The national Inuit women's group has asked the federal minister of Indigenous Affairs to give Nunavut more time to prepare for the pre-inquiry meetings into missing and murdered indigenous women and girls.

Carolyn Bennett has set Jan. 29 as a tentative date for the pre-inquiry sessions in Iqaluit. The date was selected to allow Nunavut groups to have more time to prepare.

The minister arrives in Whitehorse today to hold pre-inquiry engagements with the family members of missing and murdered indigenous women, and she hosted similar sessions in Yellowknife on Friday. A date for the meeting in Nunavut has not been announced.

"I'm hoping that we will be given enough time before the Iqaluit pre-consultation to notify families who want to be there," said Rebecca Kudloo, president of Pauktuutit Inuit Women of Canada.

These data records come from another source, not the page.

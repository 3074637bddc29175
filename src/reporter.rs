//! Delivery of rendered output to the console and an optional destination
//! file.

use std::path::Path;

use crate::error::{NotifyOffensesError, Result};

pub struct Reporter {
    quiet: bool,
}

impl Reporter {
    #[must_use]
    pub const fn new(quiet: bool) -> Self {
        Self { quiet }
    }

    /// Print rendered output to stdout unless quiet mode is on.
    pub fn console(&self, rendered: &str) {
        if !self.quiet {
            print!("{rendered}");
        }
    }

    /// Write rendered output to `dest`, trimmed of outer whitespace.
    ///
    /// A missing destination degrades to a warning and a skipped save; the
    /// console output already produced is unaffected. Returns whether the
    /// file was written.
    ///
    /// # Errors
    /// Returns an error if the destination exists but cannot be written.
    pub fn save(&self, dest: Option<&Path>, rendered: &str) -> Result<bool> {
        let Some(dest) = dest else {
            eprintln!("Warning: no destination file path was specified, skipping save");
            return Ok(false);
        };
        std::fs::write(dest, rendered.trim()).map_err(|e| NotifyOffensesError::FileWrite {
            path: dest.to_path_buf(),
            source: e,
        })?;
        if !self.quiet {
            println!("File \"{}\" created.", dest.display());
        }
        Ok(true)
    }
}

#[cfg(test)]
#[path = "reporter_tests.rs"]
mod tests;
use super::*;

#[test]
fn empty_file_has_zero_total() {
    let file = OffendingFile::new("clean.html");
    assert_eq!(file.total_offenses(), 0);
    assert!(file.lines.is_empty());
}

#[test]
fn total_offenses_sums_columns_over_lines() {
    let mut file = OffendingFile::new("page.html");
    file.push(OffendingLine::new(
        "<div style=\"a\">",
        1,
        vec![OffendingColumn::new("STYLE", 6, "msg")],
    ));
    file.push(OffendingLine::new(
        "<p style=\"b\" align=\"c\">",
        4,
        vec![
            OffendingColumn::new("STYLE", 4, "msg"),
            OffendingColumn::new("ALIGN", 14, "msg"),
        ],
    ));
    assert_eq!(file.total_offenses(), 3);
}

#[test]
fn column_fields_are_preserved() {
    let col = OffendingColumn::new("CONSOLE LOG", 1, "Remove this.");
    assert_eq!(col.offense_type, "CONSOLE LOG");
    assert_eq!(col.column, 1);
    assert_eq!(col.message, "Remove this.");
}
//! Rendering of assembled offense data.
//!
//! Formatters implement a fixed sequential callback contract, driven once per
//! file in this exact order:
//!
//! `start -> header -> [start_line -> location* -> source -> end_line]* ->
//! footer -> end`
//!
//! `footer` immediately follows `header` for a file with no offending lines.

mod decorated;
mod json;
mod plain;
mod xml;

pub use decorated::{ColorMode, DecoratedPlainTextFormatter};
pub use json::JsonFormatter;
pub use plain::PlainTextFormatter;
pub use xml::MinimalXmlFormatter;

use serde::de::Deserializer;
use serde::{Deserialize, Serialize, Serializer};

use crate::error::Result;
use crate::model::OffendingFile;

/// Sequential formatter contract consumed by [`render`].
pub trait OffenseFormatter {
    fn start(&mut self);
    fn header(&mut self, path: &str);
    fn start_line(&mut self, line_number: usize);
    fn location(&mut self, offense_type: &str, column: usize, message: &str);
    fn source(&mut self, text: &str);
    fn end_line(&mut self);
    fn footer(&mut self, total_offenses: usize);

    /// Finish and take the rendered output.
    ///
    /// # Errors
    /// Returns an error if final serialization fails.
    fn end(&mut self) -> Result<String>;
}

/// Drive a formatter over the assembled files in contract order.
///
/// # Errors
/// Propagates a formatter serialization failure.
pub fn render(files: &[OffendingFile], formatter: &mut dyn OffenseFormatter) -> Result<String> {
    formatter.start();
    for file in files {
        formatter.header(&file.path);
        for line in &file.lines {
            formatter.start_line(line.line_number);
            for column in &line.columns {
                formatter.location(&column.offense_type, column.column, &column.message);
            }
            formatter.source(&line.text);
            formatter.end_line();
        }
        formatter.footer(file.total_offenses());
    }
    formatter.end()
}

#[derive(Debug, Clone, Copy, PartialEq, Eq, Default)]
pub enum OutputFormat {
    #[default]
    PlainText,
    DecoratedPlainText,
    MinimalXml,
    Json,
}

impl OutputFormat {
    /// Map a format tag to a variant, case-insensitively. An unrecognized tag
    /// falls back to plain text rather than failing the run.
    #[must_use]
    pub fn from_tag(tag: &str) -> Self {
        match tag.to_lowercase().as_str() {
            "decoratedplaintext" => Self::DecoratedPlainText,
            "minimalxml" => Self::MinimalXml,
            "json" => Self::Json,
            _ => Self::PlainText,
        }
    }

    #[must_use]
    pub const fn tag(self) -> &'static str {
        match self {
            Self::PlainText => "plaintext",
            Self::DecoratedPlainText => "decoratedplaintext",
            Self::MinimalXml => "minimalxml",
            Self::Json => "json",
        }
    }

    /// Construct the formatter for this format.
    #[must_use]
    pub fn formatter(self, color: ColorMode) -> Box<dyn OffenseFormatter> {
        match self {
            Self::PlainText => Box::new(PlainTextFormatter::new()),
            Self::DecoratedPlainText => Box::new(DecoratedPlainTextFormatter::new(color)),
            Self::MinimalXml => Box::new(MinimalXmlFormatter::new()),
            Self::Json => Box::new(JsonFormatter::new()),
        }
    }
}

impl std::str::FromStr for OutputFormat {
    type Err = String;

    fn from_str(s: &str) -> std::result::Result<Self, Self::Err> {
        Ok(Self::from_tag(s))
    }
}

impl Serialize for OutputFormat {
    fn serialize<S: Serializer>(&self, serializer: S) -> std::result::Result<S::Ok, S::Error> {
        serializer.serialize_str(self.tag())
    }
}

impl<'de> Deserialize<'de> for OutputFormat {
    fn deserialize<D: Deserializer<'de>>(deserializer: D) -> std::result::Result<Self, D::Error> {
        let tag = String::deserialize(deserializer)?;
        Ok(Self::from_tag(&tag))
    }
}

#[cfg(test)]
#[path = "mod_tests.rs"]
mod tests;
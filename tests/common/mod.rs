#![allow(dead_code)]

use std::fs;
use std::path::Path;

use tempfile::TempDir;

/// Creates an `assert_cmd` Command for the notify-offenses binary.
#[macro_export]
macro_rules! notify_offenses {
    () => {
        assert_cmd::Command::new(assert_cmd::cargo::cargo_bin!("notify-offenses"))
    };
}

/// Creates a temporary directory with test fixtures for integration tests.
pub struct TestFixture {
    pub dir: TempDir,
}

impl TestFixture {
    /// Creates a new test fixture with an empty temp directory.
    pub fn new() -> Self {
        Self {
            dir: TempDir::new().expect("Failed to create temp directory"),
        }
    }

    /// Creates a file with the given content in the temp directory.
    pub fn create_file(&self, relative_path: &str, content: &str) {
        let path = self.dir.path().join(relative_path);
        if let Some(parent) = path.parent() {
            fs::create_dir_all(parent).expect("Failed to create parent directories");
        }
        fs::write(&path, content).expect("Failed to write file");
    }

    /// Absolute path to a fixture file.
    pub fn path(&self, relative_path: &str) -> std::path::PathBuf {
        self.dir.path().join(relative_path)
    }

    /// Root of the fixture tree.
    pub fn root(&self) -> &Path {
        self.dir.path()
    }
}

impl Default for TestFixture {
    fn default() -> Self {
        Self::new()
    }
}
use std::fs;

use tempfile::TempDir;

use super::*;
use crate::scanner::GlobFilter;

fn make_tree(dir: &TempDir) {
    fs::create_dir_all(dir.path().join("sub")).unwrap();
    fs::write(dir.path().join("index.html"), "<p>hi</p>").unwrap();
    fs::write(dir.path().join("app.js"), "let x = 1;").unwrap();
    fs::write(dir.path().join("sub/page.html"), "<p>sub</p>").unwrap();
    fs::write(dir.path().join("notes.txt"), "notes").unwrap();
}

#[test]
fn scan_recurses_and_filters_by_extension() {
    let dir = TempDir::new().unwrap();
    make_tree(&dir);

    let filter = GlobFilter::new(vec!["html".to_string()], &[]).unwrap();
    let files = DirectoryScanner::new(filter).scan(dir.path()).unwrap();

    let names: Vec<_> = files
        .iter()
        .map(|p| p.file_name().unwrap().to_string_lossy().to_string())
        .collect();
    assert_eq!(files.len(), 2);
    assert!(names.contains(&"index.html".to_string()));
    assert!(names.contains(&"page.html".to_string()));
}

#[test]
fn scan_results_are_sorted() {
    let dir = TempDir::new().unwrap();
    make_tree(&dir);

    let filter = GlobFilter::new(vec![], &[]).unwrap();
    let files = DirectoryScanner::new(filter).scan(dir.path()).unwrap();

    let mut sorted = files.clone();
    sorted.sort();
    assert_eq!(files, sorted);
}

#[test]
fn scan_single_file_root_yields_the_file() {
    let dir = TempDir::new().unwrap();
    make_tree(&dir);

    let filter = GlobFilter::new(vec![], &[]).unwrap();
    let files = DirectoryScanner::new(filter)
        .scan(&dir.path().join("index.html"))
        .unwrap();

    assert_eq!(files.len(), 1);
}

#[test]
fn scan_respects_exclude_globs() {
    let dir = TempDir::new().unwrap();
    make_tree(&dir);

    let filter = GlobFilter::new(vec![], &["**/sub/**".to_string()]).unwrap();
    let files = DirectoryScanner::new(filter).scan(dir.path()).unwrap();

    assert!(files.iter().all(|p| !p.to_string_lossy().contains("sub")));
}
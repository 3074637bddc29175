pub mod assembler;
pub mod cli;
pub mod config;
pub mod error;
pub mod finder;
pub mod model;
pub mod output;
pub mod reporter;
pub mod rules;
pub mod scanner;

pub use error::{NotifyOffensesError, Result};

pub const EXIT_SUCCESS: i32 = 0;
pub const EXIT_OFFENSES_FOUND: i32 = 1;
pub const EXIT_CONFIG_ERROR: i32 = 2;

#[cfg(test)]
#[path = "lib_tests.rs"]
mod tests;
//! Result model for a scan: File -> Line -> Column containment hierarchy.
//!
//! Built once per scan invocation and consumed by a formatter; never mutated
//! after assembly. An `OffendingFile` exclusively owns its lines, each line
//! exclusively owns its columns.

/// A single rule match on a line.
///
/// The column is 1-based and computed against the tab-normalized line, so
/// reported positions line up with a fixed indentation width.
#[derive(Debug, Clone, PartialEq, Eq)]
pub struct OffendingColumn {
    /// Offense type identifier, always upper-cased.
    pub offense_type: String,
    /// 1-based column where the match starts.
    pub column: usize,
    /// Human-readable explanation of the offense.
    pub message: String,
}

impl OffendingColumn {
    #[must_use]
    pub fn new(offense_type: impl Into<String>, column: usize, message: impl Into<String>) -> Self {
        Self {
            offense_type: offense_type.into(),
            column,
            message: message.into(),
        }
    }
}

/// A line that produced at least one match.
///
/// Lines with zero matches are never materialized.
#[derive(Debug, Clone, PartialEq, Eq)]
pub struct OffendingLine {
    /// Line text after tab normalization and the configured cleaning policy.
    pub text: String,
    /// 1-based line number in the source file.
    pub line_number: usize,
    /// Matches on this line, in detection order. Never empty.
    pub columns: Vec<OffendingColumn>,
}

impl OffendingLine {
    #[must_use]
    pub fn new(text: impl Into<String>, line_number: usize, columns: Vec<OffendingColumn>) -> Self {
        Self {
            text: text.into(),
            line_number,
            columns,
        }
    }
}

/// Scan result for one file.
///
/// Files appear in the result set even with zero offending lines, so the
/// formatter can still report "no offenses" for them.
#[derive(Debug, Clone, PartialEq, Eq)]
pub struct OffendingFile {
    pub path: String,
    pub lines: Vec<OffendingLine>,
}

impl OffendingFile {
    #[must_use]
    pub fn new(path: impl Into<String>) -> Self {
        Self {
            path: path.into(),
            lines: Vec::new(),
        }
    }

    pub fn push(&mut self, line: OffendingLine) {
        self.lines.push(line);
    }

    /// Total number of matches across all lines of this file.
    #[must_use]
    pub fn total_offenses(&self) -> usize {
        self.lines.iter().map(|l| l.columns.len()).sum()
    }
}

#[cfg(test)]
#[path = "model_tests.rs"]
mod tests;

Kudloo said she wants to avoid a situation similar to what Yukon faced of not having enough time to prepare for the meetings.

Carolyn Bennett

Carolyn Bennett arrives in Whitehorse on Jan. 11 to hold pre-inquiry engagements with the family members of missing and murdered indigenous women. A date for the meeting in Nunavut has not been announced. (Sima Sahar Zerehi/CBC)

"More than a week is what we're asking because arranging flights up North is not that easy," said Kudloo.

She said one essential factor for these sessions is support services for the families who participate in the meetings.

"We stressed that when they come in they need to have interpreters or support staff that speak the dialect of the families," said Kudloo.

She said when the Truth and Reconciliation Commission came to her community of Baker Lake, the councillors who accompanied the group did not speak Inuktitut.

Kudloo said some work also needs to be done to help educate families on what an inquiry will entail. Pauktuutit is working on bringing impacted families together for a meeting in Ottawa in February to discuss what they would like to get out of the inquiry into missing and murdered indigenous women.

As many Inuit are survivors of residential schools, Kudloo said she understands why some people have concerns over the federal government leading the inquiry.

"Since it's started it's important for us to fully participate in the discussions with the government as to how we would like to see this," added Kudloo.